» REQUIREMENT
Determine how many lines of the entries contain "rowSet". Reply with that number alone.

Collected data entries
>>>
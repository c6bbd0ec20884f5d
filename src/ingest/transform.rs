//! Map stats API responses onto [`StatRow`]s.
//!
//! Every stats endpoint answers with one or more tabular result sets:
//!
//! ```json
//! {"resultSets": [{"name": "...", "headers": ["A", "B"], "rowSet": [[1, 2]]}]}
//! ```
//!
//! A few endpoints use a single `resultSet` object instead of the array.

use serde_json::{Map, Value};

use crate::error::{IngestError, IngestResult};
use crate::models::{Dataset, Season, StatRow};

/// Turn one response into rows of `dataset`.
///
/// `season` is the season the request was made for. It becomes part of the
/// natural key of seasonal datasets and is injected as `SEASON` when the
/// payload does not carry one.
pub fn transform(dataset: Dataset, season: Option<Season>, body: &Value) -> IngestResult<Vec<StatRow>> {
    let set = find_result_set(dataset, body)?;

    let headers: Vec<&str> = set
        .get("headers")
        .and_then(Value::as_array)
        .ok_or_else(|| IngestError::data_shape(format!("{}: result set has no headers", dataset)))?
        .iter()
        .map(|h| {
            h.as_str()
                .ok_or_else(|| IngestError::data_shape(format!("{}: non-string header", dataset)))
        })
        .collect::<IngestResult<_>>()?;

    let rows = set
        .get("rowSet")
        .and_then(Value::as_array)
        .ok_or_else(|| IngestError::data_shape(format!("{}: result set has no rowSet", dataset)))?;

    let row_season = if dataset.is_seasonal() { season } else { None };

    rows.iter()
        .enumerate()
        .map(|(idx, row)| {
            let values = row.as_array().ok_or_else(|| {
                IngestError::data_shape(format!("{}: row {} is not an array", dataset, idx))
            })?;
            if values.len() != headers.len() {
                return Err(IngestError::data_shape(format!(
                    "{}: row {} has {} values for {} headers",
                    dataset,
                    idx,
                    values.len(),
                    headers.len()
                )));
            }

            let mut payload: Map<String, Value> = headers
                .iter()
                .zip(values)
                .map(|(h, v)| (h.to_string(), v.clone()))
                .collect();
            if let Some(season) = row_season {
                payload
                    .entry("SEASON")
                    .or_insert_with(|| Value::String(season.to_string()));
            }

            let natural_key = natural_key(dataset, row_season, &payload)
                .map_err(|column| {
                    IngestError::data_shape(format!(
                        "{}: row {} has no value for key column {}",
                        dataset, idx, column
                    ))
                })?;

            Ok(StatRow {
                dataset,
                natural_key,
                season: row_season,
                payload,
            })
        })
        .collect()
}

fn find_result_set<'a>(dataset: Dataset, body: &'a Value) -> IngestResult<&'a Value> {
    if let Some(sets) = body.get("resultSets") {
        let sets = sets
            .as_array()
            .ok_or_else(|| IngestError::data_shape(format!("{}: resultSets is not an array", dataset)))?;
        if sets.is_empty() {
            return Err(IngestError::data_shape(format!("{}: empty resultSets", dataset)));
        }
        return sets
            .iter()
            .find(|s| s.get("name").and_then(Value::as_str) == Some(dataset.result_set()))
            .ok_or_else(|| {
                IngestError::data_shape(format!(
                    "{}: result set {} not in response",
                    dataset,
                    dataset.result_set()
                ))
            });
    }

    match body.get("resultSet") {
        Some(set) if set.is_object() => Ok(set),
        _ => Err(IngestError::data_shape(format!(
            "{}: response has no result sets",
            dataset
        ))),
    }
}

/// Join the key columns with `:`; on a missing key returns the column name.
fn natural_key(
    dataset: Dataset,
    season: Option<Season>,
    payload: &Map<String, Value>,
) -> Result<String, &'static str> {
    let mut parts = Vec::with_capacity(dataset.key_columns().len() + 1);
    if let Some(season) = season {
        parts.push(season.to_string());
    }
    for &column in dataset.key_columns() {
        let part = match payload.get(column) {
            Some(Value::String(s)) if !s.is_empty() => s.clone(),
            Some(Value::Number(n)) => n.to_string(),
            _ => return Err(column),
        };
        parts.push(part);
    }
    Ok(parts.join(":"))
}

#[cfg(test)]
mod tests {
    use super::*;
    use crate::error::ErrorCategory;
    use serde_json::json;

    fn team_stats(rows: Value) -> Value {
        json!({
            "resource": "leaguedashteamstats",
            "resultSets": [{
                "name": "LeagueDashTeamStats",
                "headers": ["TEAM_ID", "TEAM_NAME", "W", "L"],
                "rowSet": rows
            }]
        })
    }

    #[test]
    fn test_transform_team_stats() {
        let body = team_stats(json!([
            [1610612747, "Los Angeles Lakers", 50, 32],
            [1610612738, "Boston Celtics", 61, 21]
        ]));
        let rows = transform(Dataset::LeagueTeamStats, Some(Season::new(2024)), &body).unwrap();

        assert_eq!(rows.len(), 2);
        assert_eq!(rows[0].natural_key, "2024-25:1610612747");
        assert_eq!(rows[0].season, Some(Season::new(2024)));
        assert_eq!(rows[0].payload["W"], json!(50));
        assert_eq!(rows[0].payload["SEASON"], json!("2024-25"));
    }

    #[test]
    fn test_transform_selects_named_set() {
        let body = json!({
            "resultSets": [
                {"name": "CareerTotalsRegularSeason", "headers": ["PLAYER_ID"], "rowSet": [[1]]},
                {
                    "name": "SeasonTotalsRegularSeason",
                    "headers": ["PLAYER_ID", "SEASON_ID", "TEAM_ID", "PTS"],
                    "rowSet": [[2544, "2003-04", 1610612739, 1654], [2544, "2004-05", 1610612739, 2175]]
                }
            ]
        });
        let rows = transform(Dataset::PlayerCareer, None, &body).unwrap();
        assert_eq!(rows.len(), 2);
        assert_eq!(rows[1].natural_key, "2544:2004-05:1610612739");
        assert_eq!(rows[1].season, None);
        assert!(rows[1].payload.get("SEASON").is_none());
    }

    #[test]
    fn test_transform_single_result_set() {
        let body = json!({
            "resultSet": {
                "name": "PlayerGameLogs",
                "headers": ["PLAYER_ID", "GAME_ID", "PTS"],
                "rowSet": [[2544, "0022400001", 21]]
            }
        });
        let rows = transform(Dataset::PlayerGameLog, Some(Season::new(2024)), &body).unwrap();
        assert_eq!(rows[0].natural_key, "2024-25:2544:0022400001");
    }

    #[test]
    fn test_empty_row_set_is_not_an_error() {
        let rows = transform(
            Dataset::LeagueTeamStats,
            Some(Season::new(2024)),
            &team_stats(json!([])),
        )
        .unwrap();
        assert!(rows.is_empty());
    }

    #[test]
    fn test_shape_errors() {
        let season = Some(Season::new(2024));
        let cases = vec![
            json!({"message": "An error has occurred."}),
            json!({"resultSets": []}),
            json!({"resultSets": [{"name": "Other", "headers": [], "rowSet": []}]}),
            json!({"resultSets": [{"name": "LeagueDashTeamStats", "rowSet": []}]}),
            json!({"resultSets": [{"name": "LeagueDashTeamStats", "headers": ["TEAM_ID"]}]}),
            team_stats(json!([[1610612747, "Lakers"]])),
            team_stats(json!([[null, "Lakers", 1, 2]])),
        ];

        for body in cases {
            let err = transform(Dataset::LeagueTeamStats, season, &body).unwrap_err();
            assert_eq!(err.category(), ErrorCategory::DataShape, "{}", body);
        }
    }
}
<<<
» RESULT OF THE EXERCISE
9